I start school tomorrow.  I have been trying to stay quiet about it because it is a little weird, but finally, Mommy gets to go to art school.  It is a joke in our house whenever I get a little fixed on a craft or a costume or a party.  We say that the themes to all of the children's last four parties have been: Mommy never got to go to art school.  It is just the sheer number of exciting!, over-the-top!, fussy, little appointments that are featured.  Like the up-all-night cupcakes from last year's Hallowe'en party or the time that for the birthday party goody bags, I folded 200 origami paper stars and 30 tiny cranes, plus made a raft of little cut-paper flowers.  There is something about me that is not -- how to say? -- properly-exercised.  Maybe exorcised is the better word.

There are a number of reasons I wanted to take a visual arts class.  1. Garçon / Fillette are asking me how to do technical things beyond my scope; 2. I have not been in a creative environment for months and months.  Consequently, that part of my brain has been turned off and I am finding it not only difficult to remember how to write poetry, but am somewhat confused by the fact that I ever have;  3.  The next step -- were I to remember how it worked -- in the writing of poetry would be to forget the workshops and go for the residency, but I can't get 3 to 6 weeks away from the children at this moment, consequently, see nos. 2 and 4.  I have to get out of here, sometimes, god. 

Anyhow over the summer I cast around and decided on a little beginning drawing class that would be challenging but not demoralizing.  I received a classical secondary education that was a little heavy on the arts and so left high school knowing the techniques of basic draftmanship, lines, composition, chiaroscuro & the color wheel, plus my way around a photographic darkroom.  The rest is art history, which I thought was so dull & dry I might have died circa 1988, but ever since, I have been glad to have learned it.  Last month, I settled on a little offering from a nearby school of which everyone has heard, that deals with ink, charcoal and graphite, the figure and still-life. 

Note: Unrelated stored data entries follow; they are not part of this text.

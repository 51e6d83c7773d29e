use std::collections::HashMap;
use std::fs;
use std::io;
use std::path::{Path, PathBuf};
use std::sync::{Arc, Mutex};

use tracing::{debug, error, warn};

/// Opaque string key-value substrate the repository persists through.
pub trait KeyValueStore: Send + Sync {
    fn get(&self, key: &str) -> Result<Option<String>, StoreError>;
    fn set(&self, key: &str, value: String) -> Result<(), StoreError>;

    /// Writes several keys as one unit where the backend allows it.
    fn set_many(&self, entries: Vec<(&str, String)>) -> Result<(), StoreError> {
        for (key, value) in entries {
            self.set(key, value)?;
        }
        Ok(())
    }
}

#[derive(Debug, thiserror::Error)]
pub enum StoreError {
    #[error("invalid storage key '{0}'")]
    InvalidKey(String),
    #[error("storage i/o failed for '{key}': {source}")]
    Io {
        key: String,
        #[source]
        source: io::Error,
    },
    #[error("storage lock poisoned")]
    Poisoned,
}

/// Process-local store, used by tests and the CLI demo.
#[derive(Debug, Default, Clone)]
pub struct MemoryStore {
    entries: Arc<Mutex<HashMap<String, String>>>,
}

impl MemoryStore {
    pub fn new() -> Self {
        Self::default()
    }
}

impl KeyValueStore for MemoryStore {
    fn get(&self, key: &str) -> Result<Option<String>, StoreError> {
        let guard = self.entries.lock().map_err(|_| StoreError::Poisoned)?;
        Ok(guard.get(key).cloned())
    }

    fn set(&self, key: &str, value: String) -> Result<(), StoreError> {
        let mut guard = self.entries.lock().map_err(|_| StoreError::Poisoned)?;
        guard.insert(key.to_string(), value);
        Ok(())
    }

    fn set_many(&self, entries: Vec<(&str, String)>) -> Result<(), StoreError> {
        let mut guard = self.entries.lock().map_err(|_| StoreError::Poisoned)?;
        for (key, value) in entries {
            guard.insert(key.to_string(), value);
        }
        Ok(())
    }
}

/// One `<key>.json` file per key under a data directory.
///
/// Values are written to a temporary sibling and renamed into place, so readers never observe a
/// partially written value.
#[derive(Debug, Clone)]
pub struct FileStore {
    root: PathBuf,
}

impl FileStore {
    pub fn open(root: impl Into<PathBuf>) -> Result<Self, StoreError> {
        let root = root.into();
        fs::create_dir_all(&root).map_err(|source| StoreError::Io {
            key: root.display().to_string(),
            source,
        })?;
        Ok(Self { root })
    }

    pub fn root(&self) -> &Path {
        &self.root
    }

    fn path_for(&self, key: &str) -> Result<PathBuf, StoreError> {
        let valid = !key.is_empty()
            && key
                .chars()
                .all(|c| c.is_ascii_alphanumeric() || c == '-' || c == '_');
        if !valid {
            return Err(StoreError::InvalidKey(key.to_string()));
        }
        Ok(self.root.join(format!("{key}.json")))
    }

    fn stage(&self, key: &str, value: &str) -> Result<(PathBuf, PathBuf), StoreError> {
        let target = self.path_for(key)?;
        let staged = target.with_extension("json.tmp");
        fs::write(&staged, value).map_err(|source| StoreError::Io {
            key: key.to_string(),
            source,
        })?;
        Ok((staged, target))
    }

    fn commit(key: &str, staged: &Path, target: &Path) -> Result<(), StoreError> {
        fs::rename(staged, target).map_err(|source| StoreError::Io {
            key: key.to_string(),
            source,
        })
    }

    fn roll_back(&self, committed: &[(&str, PathBuf, Option<String>)]) {
        for (key, target, previous) in committed.iter().rev() {
            let restored = match previous {
                Some(value) => self
                    .stage(key, value)
                    .and_then(|(staged, target)| Self::commit(key, &staged, &target)),
                None => fs::remove_file(target).map_err(|source| StoreError::Io {
                    key: key.to_string(),
                    source,
                }),
            };
            match restored {
                Ok(()) => warn!(key = *key, "rolled back partial multi-key write"),
                Err(err) => error!(key = *key, error = %err, "failed to roll back key"),
            }
        }
    }
}

impl KeyValueStore for FileStore {
    fn get(&self, key: &str) -> Result<Option<String>, StoreError> {
        let path = self.path_for(key)?;
        read_value(key, &path)
    }

    fn set(&self, key: &str, value: String) -> Result<(), StoreError> {
        let (staged, target) = self.stage(key, &value)?;
        if let Err(err) = Self::commit(key, &staged, &target) {
            discard_staged(&[(key, (staged, target))]);
            return Err(err);
        }
        debug!(key, bytes = value.len(), "stored value");
        Ok(())
    }

    /// All-or-nothing across keys: every value is staged first, then committed one rename at a
    /// time. If any step fails, keys already committed get their previous contents back and
    /// leftover staged files are removed.
    fn set_many(&self, entries: Vec<(&str, String)>) -> Result<(), StoreError> {
        let mut staged = Vec::with_capacity(entries.len());
        for (key, value) in &entries {
            match self.stage(key, value) {
                Ok(paths) => staged.push((*key, paths)),
                Err(err) => {
                    discard_staged(&staged);
                    return Err(err);
                }
            }
        }

        let mut committed: Vec<(&str, PathBuf, Option<String>)> =
            Vec::with_capacity(staged.len());
        for (index, (key, (staged_path, target))) in staged.iter().enumerate() {
            let outcome = read_value(key, target).and_then(|previous| {
                Self::commit(key, staged_path, target)?;
                Ok(previous)
            });
            match outcome {
                Ok(previous) => committed.push((*key, target.clone(), previous)),
                Err(err) => {
                    self.roll_back(&committed);
                    discard_staged(&staged[index..]);
                    return Err(err);
                }
            }
        }

        debug!(keys = entries.len(), "stored values");
        Ok(())
    }
}

/// Contents at `target`, or `None` when the key has never been written.
fn read_value(key: &str, target: &Path) -> Result<Option<String>, StoreError> {
    match fs::read_to_string(target) {
        Ok(contents) => Ok(Some(contents)),
        Err(err) if err.kind() == io::ErrorKind::NotFound => Ok(None),
        Err(source) => Err(StoreError::Io {
            key: key.to_string(),
            source,
        }),
    }
}

fn discard_staged(staged: &[(&str, (PathBuf, PathBuf))]) {
    for (key, (staged_path, _)) in staged {
        if let Err(err) = fs::remove_file(staged_path) {
            if err.kind() != io::ErrorKind::NotFound {
                warn!(key = *key, error = %err, "failed to remove staged value");
            }
        }
    }
}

I felt silly about it, like Carmela Soprano looking for something to do, but whatever.  Then the packet came from the school and I was a little surprised plus uneasy to realize that I wasn't just taking a little class, but that I had unwittingly matriculated at a post-secondary institution of the visual arts.  I feel too old & boring for this.  Also, not old enough.  One of the things that happens when I go out into the world to receive instruction -- whether it is recreational or academic -- is that I am the only woman my age there.  The other women are usually younger, unmarried & childless.  The rest of the women are much older than me, their eldest children my age, everyone out of the house, the husbands either capable of heating his own meals after 40 years of marriage or dead.   The men in the group will span all the ages, but at my age, they admit to having 3 or 4 children in the house (with their wife), and everyone -- when they find out I have two children and how young they are -- gasps aloud and asks where the little tykes have been stowed.  I say, "With my husband, you know, their father."  And everyone acts as if this is some novel idea, some trailblazing solution. 

It makes me tired and a little bit sad, plus I never fail to feel like a big, spoiled baby, who just can't suck it up and love being with her children, her man, and her house ALL THE GODDAMN TIME like everyone else.  Anyhow, that whole internal affair starts afresh this week and this time I will be wielding a charcoal vine, too.   

Comments

congratulations on your new adventure....stopper thingies? you have polymer clay

hello, santos, thank you! I have homework, which makes me feel productive.

you know, I have stopper guys somewhere in the house which fit such small needles, but I don't know where they are. I wonder if a smidge of kneaded eraser might work in a pinch. I could also just be more careful.